Komisariat Tinggi PBB Urusan Pengungsi (UNHCR) dan Organisasi Internasional bagi Migrasi (IOM) secara bersama mengeluarkan satu laporan mengenai krisis pengungsi di negeri tersebut. Pernyataan tersebut mengatakan kekurangan pangan dan gizi tersebar luas dan dilaporkan dialami oleh 84 persen tempat penampungan pengungsi.
Menurut laporan baru, sejak awal konflik pada Maret 2015, lebih dari 11 persen penduduk Yaman --sebanyak tiga juta orang-- telah dipaksa meninggalkan rumah mereka untuk menyelamatkan diri. Hampir dua tahun kemudian, permusuhan yang berkepanjangan dan kondisi yang bertambah buruk memaksa satu juta orang yang mengungsi kembali ke rumah mereka, tempat mereka menyelamatkan diri meskipun ada bahaya dan kondisi tidak aman di seluruh negeri itu.
Laporan tersebut menyoroti kurangnya akses ke penghasilan dan layanan dasar di banyak daerah pengungsi adalah alasan utama yang mendorong pengungsi di dalam negeri negeri mereka untuk kembali ke daerah asal mereka.

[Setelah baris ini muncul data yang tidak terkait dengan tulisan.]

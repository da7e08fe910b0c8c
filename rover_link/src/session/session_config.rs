use serde::{Deserialize, Serialize};
use std::time::Duration;

/// Connection settings for the rover controller.
///
/// ```rust,ignore
/// let config = SessionConfig::new("rover.example.com".to_string(), 8000, 3000);
/// if let Err(e) = config.validate() {
///     println!("configuration error: {}", e);
///     return;
/// }
/// let session = RoverSession::new(config);
/// ```
#[derive(Serialize, Deserialize, Debug, Clone, PartialEq)]
pub struct SessionConfig {
    pub addr: String,
    pub port: u32,
    /// Fixed delay between reconnect attempts, in milliseconds. No backoff,
    /// no jitter, no attempt cap: a human-supervised control session favors
    /// availability over attempt-limiting.
    pub retry_delay_ms: u64,
}

impl SessionConfig {
    pub fn new(addr: String, port: u32, retry_delay_ms: u64) -> Self {
        Self {
            addr,
            port,
            retry_delay_ms,
        }
    }

    pub fn validate(&self) -> Result<(), String> {
        if self.addr.is_empty() {
            return Err("Address cannot be empty.".to_string());
        }
        if self.port == 0 {
            return Err("Port number must be greater than 0.".to_string());
        }
        if self.retry_delay_ms == 0 {
            return Err("Retry delay must be greater than 0.".to_string());
        }
        Ok(())
    }

    /// WebSocket endpoint of the controller's web channel.
    pub fn ws_url(&self) -> String {
        format!("ws://{}:{}/ws/web", self.addr, self.port)
    }

    /// Read-only dashboard endpoint (command history and demo catalog).
    pub fn dashboard_url(&self) -> String {
        format!("http://{}:{}/api/dashboard", self.addr, self.port)
    }

    pub fn retry_delay(&self) -> Duration {
        Duration::from_millis(self.retry_delay_ms)
    }
}

impl Default for SessionConfig {
    fn default() -> Self {
        Self {
            addr: "127.0.0.1".to_string(),
            port: 8000,
            retry_delay_ms: 3000,
        }
    }
}
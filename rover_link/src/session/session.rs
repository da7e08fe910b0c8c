use std::sync::atomic::{AtomicBool, Ordering};
use std::sync::Arc;

use futures_util::stream::{SplitSink, SplitStream};
use futures_util::{SinkExt, StreamExt};
use tokio::net::TcpStream;
use tokio::sync::{broadcast, Mutex};
use tokio::time::sleep;
use tokio_tungstenite::tungstenite::Message;
use tokio_tungstenite::{connect_async, MaybeTlsStream, WebSocketStream};
use tracing::{debug, info, warn};

use crate::errors::LinkError;
use crate::packets::{InboundFrame, InboundMessage, Recording, Request, SpeedMode};
use crate::Command;

use super::SessionConfig;

type WsSink = SplitSink<WebSocketStream<MaybeTlsStream<TcpStream>>, Message>;
type WsSource = SplitStream<WebSocketStream<MaybeTlsStream<TcpStream>>>;

/// Lifecycle and traffic notifications for subscribers. `Connected` and
/// `Disconnected` carry no payload; classified controller messages arrive as
/// `Message` values, one per matched shape.
#[derive(Debug, Clone)]
pub enum SessionEvent {
    Connected,
    Disconnected,
    Message(InboundMessage),
}

/// Maintains exactly one logical connection to the rover controller,
/// transparently replacing a dropped transport, and routes inbound frames to
/// subscribers as typed events.
///
/// The write half of the socket is the only shared mutable resource; all
/// mutation of the transport is funneled through this type.
#[derive(Debug, Clone)]
pub struct RoverSession {
    pub config: SessionConfig,
    event_tx: broadcast::Sender<SessionEvent>,
    sink: Arc<Mutex<Option<WsSink>>>,
    supervising: Arc<AtomicBool>,
}

impl RoverSession {
    pub fn new(config: SessionConfig) -> Self {
        let (event_tx, _rx) = broadcast::channel(100);
        Self {
            config,
            event_tx,
            sink: Arc::new(Mutex::new(None)),
            supervising: Arc::new(AtomicBool::new(false)),
        }
    }

    /// Starts the connection supervisor. Idempotent: while an attempt is
    /// pending or a connection is open, further calls are no-ops. The
    /// supervisor never stops; after every drop or failed dial it waits the
    /// configured retry delay and dials again.
    pub fn connect(&self) {
        if self.supervising.swap(true, Ordering::SeqCst) {
            debug!("connect ignored: supervisor already running");
            return;
        }
        let session = self.clone();
        tokio::spawn(async move {
            session.supervise().await;
        });
    }

    async fn supervise(&self) {
        let url = self.config.ws_url();
        loop {
            match connect_async(url.as_str()).await {
                Ok((stream, _response)) => {
                    info!("connected to {}", url);
                    let (write, read) = stream.split();
                    *self.sink.lock().await = Some(write);
                    let _ = self.event_tx.send(SessionEvent::Connected);

                    self.read_frames(read).await;

                    *self.sink.lock().await = None;
                    warn!("connection to {} lost", url);
                    let _ = self.event_tx.send(SessionEvent::Disconnected);
                }
                Err(e) => {
                    warn!("failed to connect to {}: {}", url, e);
                    let _ = self.event_tx.send(SessionEvent::Disconnected);
                }
            }
            sleep(self.config.retry_delay()).await;
        }
    }

    async fn read_frames(&self, mut read: WsSource) {
        while let Some(frame) = read.next().await {
            match frame {
                Ok(Message::Text(text)) => self.dispatch(&text),
                Ok(Message::Close(_)) => break,
                Ok(_) => {}
                Err(e) => {
                    warn!("transport error: {}", e);
                    break;
                }
            }
        }
    }

    /// Classifies one inbound frame and emits every matched message. Frames
    /// that are not valid JSON are dropped with a notice; frames matching no
    /// known shape are dropped silently so newer controller messages do not
    /// break older clients.
    fn dispatch(&self, raw: &str) {
        let frame = match InboundFrame::parse(raw) {
            Ok(frame) => frame,
            Err(e) => {
                warn!("{}", e);
                return;
            }
        };
        let matched = frame.classify();
        if matched.is_empty() {
            debug!("frame matched no known shape: {}", raw);
            return;
        }
        for message in matched {
            let _ = self.event_tx.send(SessionEvent::Message(message));
        }
    }

    pub fn subscribe(&self) -> broadcast::Receiver<SessionEvent> {
        self.event_tx.subscribe()
    }

    pub async fn is_connected(&self) -> bool {
        self.sink.lock().await.is_some()
    }

    /// Serializes and transmits a request, only while connected. Requests
    /// issued while disconnected are dropped and reported as `NotConnected`:
    /// a stale queued command replaying after reconnect would move the rover
    /// when the operator no longer expects it.
    pub async fn send(&self, request: &Request) -> Result<(), LinkError> {
        let serialized =
            serde_json::to_string(request).map_err(|e| LinkError::Serialization(e.to_string()))?;

        let mut guard = self.sink.lock().await;
        let sink = match guard.as_mut() {
            Some(sink) => sink,
            None => {
                warn!("dropped request, not connected: {}", serialized);
                return Err(LinkError::NotConnected);
            }
        };

        if let Err(e) = sink.send(Message::Text(serialized)).await {
            warn!("failed to send request: {}", e);
            return Err(LinkError::FailedToSend(e.to_string()));
        }
        Ok(())
    }

    pub async fn send_move(&self, command: Command) -> Result<(), LinkError> {
        self.send(&Request::Move { command }).await
    }

    pub async fn set_speed(&self, mode: SpeedMode) -> Result<(), LinkError> {
        self.send(&Request::Speed { mode }).await
    }

    /// Persists a recording under `name` on the controller. Blank names are
    /// rejected locally, before any network traffic.
    pub async fn save_demo(&self, name: &str, steps: Recording) -> Result<(), LinkError> {
        if name.trim().is_empty() {
            return Err(LinkError::EmptyDemoName);
        }
        self.send(&Request::SaveDemo {
            name: name.to_string(),
            steps,
        })
        .await
    }

    pub async fn run_demo(&self, name: &str) -> Result<(), LinkError> {
        if name.trim().is_empty() {
            return Err(LinkError::EmptyDemoName);
        }
        self.send(&Request::RunDemo {
            name: name.to_string(),
        })
        .await
    }
}
use std::fmt;

use serde::{Deserialize, Serialize};

pub mod dashboard;
pub mod errors;
pub mod packets;
pub mod recorder;
pub mod session;

pub use errors::*;

/// A discrete motion token understood by the rover controller.
///
/// The vocabulary (directional moves, `STOP`, `AUTO`, `MANUAL`, ...) is owned
/// by the controller; the client treats tokens as opaque strings and only
/// special-cases `STOP` as the resting command for recordings.
#[derive(Serialize, Deserialize, Debug, Clone, PartialEq, Eq, Hash)]
#[serde(transparent)]
pub struct Command(String);

impl Command {
    pub fn new<T: Into<String>>(token: T) -> Self {
        Self(token.into())
    }

    /// The resting command. Recordings start from it and are padded with it.
    pub fn stop() -> Self {
        Self("STOP".to_string())
    }

    pub fn auto() -> Self {
        Self("AUTO".to_string())
    }

    pub fn manual() -> Self {
        Self("MANUAL".to_string())
    }

    pub fn as_str(&self) -> &str {
        &self.0
    }
}

impl fmt::Display for Command {
    fn fmt(&self, f: &mut fmt::Formatter<'_>) -> fmt::Result {
        write!(f, "{}", self.0)
    }
}

impl From<&str> for Command {
    fn from(token: &str) -> Self {
        Self(token.to_string())
    }
}
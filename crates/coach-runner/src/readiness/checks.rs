//! Concrete readiness checks

use super::{ProbeResult, ReadinessCheck, ReadinessLevel};
use crate::deploy::AdminAuth;
use async_trait::async_trait;
use coach_supervisor::ControlPlane;
use coach_types::{BrokerEndpoint, Credentials, ServiceId};
use rumqttc::{AsyncClient, Event, MqttOptions, Packet, QoS};
use std::sync::Arc;
use std::time::{Duration, Instant};
use tokio::time::timeout;
use tracing::debug;
use uuid::Uuid;

/// Process-level: a fresh control-plane query reports `started`
pub struct ProcessCheck {
    control_plane: Arc<dyn ControlPlane>,
    id: ServiceId,
    target: String,
}

impl ProcessCheck {
    pub fn new(control_plane: Arc<dyn ControlPlane>, id: ServiceId) -> Self {
        let target = id.to_string();
        Self {
            control_plane,
            id,
            target,
        }
    }
}

#[async_trait]
impl ReadinessCheck for ProcessCheck {
    fn target(&self) -> &str {
        &self.target
    }

    fn level(&self) -> ReadinessLevel {
        ReadinessLevel::Process
    }

    async fn probe(&self) -> ProbeResult {
        let start_time = Instant::now();
        let result = ProbeResult::new(self.target.clone());
        let result = match self.control_plane.query(&self.id).await {
            Ok(info) if info.run_state().is_started() => result.ready(),
            Ok(info) => result.not_ready(format!("run state is {}", info.run_state())),
            Err(e) => result.not_ready(e.to_string()),
        };
        result.with_response_time(start_time.elapsed())
    }
}

/// Protocol-level broker check: authenticate and get a QoS 1 publish acked
pub struct BrokerCheck {
    endpoint: BrokerEndpoint,
    credentials: Credentials,
    attempt_timeout: Duration,
    target: String,
}

impl BrokerCheck {
    pub fn new(endpoint: BrokerEndpoint, credentials: Credentials, attempt_timeout: Duration) -> Self {
        let target = format!("mqtt://{}:{}", endpoint.host, endpoint.port);
        Self {
            endpoint,
            credentials,
            attempt_timeout,
            target,
        }
    }

    async fn publish_once(&self) -> Result<(), String> {
        let client_id = format!("coach-probe-{}", Uuid::new_v4().simple());
        let mut options = MqttOptions::new(client_id, &self.endpoint.host, self.endpoint.port);
        options.set_credentials(&self.credentials.username, &self.credentials.password);
        options.set_keep_alive(Duration::from_secs(5));
        options.set_clean_session(true);

        let (client, mut eventloop) = AsyncClient::new(options, 10);
        let topic = format!("coach/probe/{}", Uuid::new_v4());
        client
            .publish(topic.as_str(), QoS::AtLeastOnce, false, b"ping".to_vec())
            .await
            .map_err(|e| format!("failed to queue probe publish: {e}"))?;

        loop {
            match eventloop.poll().await {
                Ok(Event::Incoming(Packet::PubAck(_))) => {
                    debug!(topic = %topic, "Broker acknowledged probe publish");
                    let _ = client.try_disconnect();
                    return Ok(());
                }
                Ok(_) => continue,
                Err(e) => return Err(e.to_string()),
            }
        }
    }
}

#[async_trait]
impl ReadinessCheck for BrokerCheck {
    fn target(&self) -> &str {
        &self.target
    }

    fn level(&self) -> ReadinessLevel {
        ReadinessLevel::Protocol
    }

    async fn probe(&self) -> ProbeResult {
        let start_time = Instant::now();
        let result = ProbeResult::new(self.target.clone());
        let result = match timeout(self.attempt_timeout, self.publish_once()).await {
            Ok(Ok(())) => result.ready(),
            Ok(Err(reason)) => result.not_ready(reason),
            Err(_) => result.not_ready(format!(
                "no publish acknowledgement within {}ms",
                self.attempt_timeout.as_millis()
            )),
        };
        result.with_response_time(start_time.elapsed())
    }
}

/// Protocol-level HTTP check: any non-error status counts as ready
pub struct HttpCheck {
    client: reqwest::Client,
    url: String,
    auth: AdminAuth,
}

impl HttpCheck {
    pub fn new(client: reqwest::Client, url: impl Into<String>, auth: AdminAuth) -> Self {
        Self {
            client,
            url: url.into(),
            auth,
        }
    }
}

#[async_trait]
impl ReadinessCheck for HttpCheck {
    fn target(&self) -> &str {
        &self.url
    }

    fn level(&self) -> ReadinessLevel {
        ReadinessLevel::Protocol
    }

    async fn probe(&self) -> ProbeResult {
        let start_time = Instant::now();
        let result = ProbeResult::new(self.url.clone());
        let request = self.auth.apply(self.client.get(&self.url));
        let result = match request.send().await {
            Ok(response)
                if !response.status().is_client_error() && !response.status().is_server_error() =>
            {
                result.ready()
            }
            Ok(response) => result.not_ready(format!("HTTP {}", response.status())),
            Err(e) => result.not_ready(format!("HTTP request failed: {e}")),
        };
        result.with_response_time(start_time.elapsed())
    }
}
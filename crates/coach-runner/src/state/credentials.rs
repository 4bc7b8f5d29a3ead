use super::{read_json, write_json_atomic};
use crate::error::Result;
use coach_types::CredentialState;
use rand::{distributions::Alphanumeric, Rng};
use serde::{Deserialize, Serialize};
use std::path::{Path, PathBuf};
use tracing::debug;

const ENGINE_SECRET_LEN: usize = 32;

/// On-disk credential document
#[derive(Debug, Clone, Default, PartialEq, Eq, Serialize, Deserialize)]
pub struct CredentialFile {
    #[serde(flatten)]
    pub broker: CredentialState,
    /// Key the automation engine encrypts its stored flow credentials with
    #[serde(default, skip_serializing_if = "Option::is_none")]
    pub engine_secret: Option<String>,
}

impl CredentialFile {
    /// The engine secret, generated on first use and then kept forever
    pub fn engine_secret(&mut self) -> &str {
        self.engine_secret.get_or_insert_with(|| {
            rand::thread_rng()
                .sample_iter(&Alphanumeric)
                .take(ENGINE_SECRET_LEN)
                .map(char::from)
                .collect()
        })
    }
}

#[derive(Debug, Clone)]
pub struct CredentialStore {
    path: PathBuf,
}

impl CredentialStore {
    pub fn new(path: impl Into<PathBuf>) -> Self {
        Self { path: path.into() }
    }

    pub fn path(&self) -> &Path {
        &self.path
    }

    pub fn load(&self) -> Result<CredentialFile> {
        Ok(read_json(&self.path)?.unwrap_or_default())
    }

    pub fn save(&self, file: &CredentialFile) -> Result<()> {
        write_json_atomic(&self.path, file)?;
        debug!(rotating = file.broker.is_rotating(), "Credential file saved");
        Ok(())
    }
}
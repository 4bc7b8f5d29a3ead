use anyhow::{Context, Result};
use clap::{Parser, Subcommand};
use coach_runner::{
    logging, OperatorOptions, Orchestrator, OrchestratorError, RunnerConfig, StackStatus,
};
use coach_supervisor::{ClientConfig, SupervisorClient};
use dotenvy::dotenv;
use std::path::PathBuf;
use std::process::ExitCode;
use std::sync::Arc;
use tracing::{error, info, warn};

/// Installs, configures and starts the LibreCoach add-on stack.
#[derive(Parser, Debug)]
#[command(version, about, long_about = None)]
struct Cli {
    #[command(subcommand)]
    command: Option<Command>,

    /// Operator options document
    #[arg(long, global = true)]
    options: Option<PathBuf>,

    /// Directory for the run record and credential files
    #[arg(long, global = true)]
    state_dir: Option<PathBuf>,

    /// Supervisor API base URL
    #[arg(long, global = true)]
    supervisor_url: Option<String>,
}

#[derive(Subcommand, Debug)]
enum Command {
    /// Converge every service to its desired state (default)
    Converge {
        /// Generate a new broker credential pair and propagate it
        #[arg(long)]
        rotate_credentials: bool,

        /// Stay running after a successful convergence
        #[arg(long)]
        keep_alive: bool,
    },
    /// Show install and run state without changing anything
    Status,
}

#[tokio::main]
async fn main() -> ExitCode {
    dotenv().ok();
    let log_handle = logging::init();
    let cli = Cli::parse();

    let mut config = RunnerConfig::from_env();
    if let Some(path) = cli.options.clone() {
        config.options_path = path;
    }
    if let Some(dir) = cli.state_dir.clone() {
        config.state_dir = dir;
    }
    if let Some(url) = cli.supervisor_url.clone() {
        config.supervisor_url = url;
    }

    let options = OperatorOptions::load(&config.options_path, &config.settings_path);
    if let Ok(options) = &options {
        if let Err(e) = log_handle.set_debug(options.debug_logging) {
            warn!(error = %e, "could not apply debug_logging");
        }
    }

    let result = match options {
        Ok(options) => run(cli.command, config, options).await,
        Err(e) => Err(e.into()),
    };

    match result {
        Ok(()) => ExitCode::SUCCESS,
        Err(e) => {
            error!(error = %format!("{e:#}"), "coach-runner failed");
            if let Some(orchestrator_error) = e.downcast_ref::<OrchestratorError>() {
                eprintln!("\n{}\n", orchestrator_error.remediation());
            }
            ExitCode::FAILURE
        }
    }
}

async fn run(command: Option<Command>, config: RunnerConfig, options: OperatorOptions) -> Result<()> {
    let mut client_config = ClientConfig::new(config.supervisor_url.clone())
        .with_request_timeout(config.request_timeout);
    if let Some(token) = &config.supervisor_token {
        client_config = client_config.with_token(token.clone());
    } else {
        warn!("SUPERVISOR_TOKEN is not set; control-plane calls will be rejected");
    }
    let client = SupervisorClient::new(client_config).context("Failed to create Supervisor client")?;

    let (rotate, keep_alive) = match command {
        Some(Command::Status) => {
            let orchestrator = Orchestrator::new(config, options, Arc::new(client))?;
            print_status(&orchestrator.status().await?);
            return Ok(());
        }
        Some(Command::Converge {
            rotate_credentials,
            keep_alive,
        }) => (rotate_credentials, keep_alive),
        None => (false, false),
    };

    let orchestrator =
        Orchestrator::new(config, options, Arc::new(client))?.rotate_credentials(rotate);
    let summary = orchestrator.run().await?;

    for report in &summary.reports {
        info!(service = %report.id, role = %report.role, state = %report.state, "Service summary");
    }
    for warning in &summary.warnings {
        warn!("{warning}");
    }

    if keep_alive {
        info!("Stack converged, staying alive until stopped");
        wait_for_shutdown().await?;
    }
    Ok(())
}

#[cfg(unix)]
async fn wait_for_shutdown() -> Result<()> {
    use tokio::signal::unix::{signal, SignalKind};

    let mut terminate = signal(SignalKind::terminate()).context("Failed to install SIGTERM handler")?;
    tokio::select! {
        result = tokio::signal::ctrl_c() => result.context("Failed to listen for Ctrl-C")?,
        _ = terminate.recv() => {}
    }
    info!("Shutdown requested");
    Ok(())
}

#[cfg(not(unix))]
async fn wait_for_shutdown() -> Result<()> {
    tokio::signal::ctrl_c()
        .await
        .context("Failed to listen for Ctrl-C")?;
    info!("Shutdown requested");
    Ok(())
}

fn print_status(status: &StackStatus) {
    println!("{:<28} {:<10} {:<10} {}", "SERVICE", "INSTALLED", "STATE", "VERSION");
    for service in &status.services {
        println!(
            "{:<28} {:<10} {:<10} {}",
            service.id,
            service.is_installed(),
            service.run_state,
            service.version.as_deref().unwrap_or("-")
        );
    }
    match &status.record {
        Some(record) => println!(
            "\nmanaged: {} (coach {} at {})",
            record.managed,
            record.version,
            record.last_update.to_rfc3339()
        ),
        None => println!("\nmanaged: no run record"),
    }
    if status.rotation_pending {
        println!("credential rotation: pending");
    }
}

Sebanyak 40 persen informasi penting menunjukkan orang yang menjadi pengungsi di dalam negeri mereka sekarang bermaksud pulang ke rumah mereka dalam waktu tiga bulan ke depan.
"Itu adalah kesaksian mengenai bagaimana sesungguhnya situasi bencana di Yaman, orang yang kehilangan tempat tinggal akibat konflik sekarang akan pulang sebab kehidupan di daerah tempat mereka telah menyelamatkan diri cuma sama parahnya dengan tempat mereka menyelamatkan diri," kata Ayman Gharaibeh, wakil UNHCR di Yaman.
"Mereka yang berusaha kembali menghadapi tantangan yang sangat besar," kata Gharaibeh. "Mereka seringkali pulang ke rumah yang telah rusak, di daerah yang kekurangan layanan dasar. Mereka masih memerlukan bantuan kemanusiaan dan seringkali dipaksan menyelamatkan diri lagi dari rumah mereka."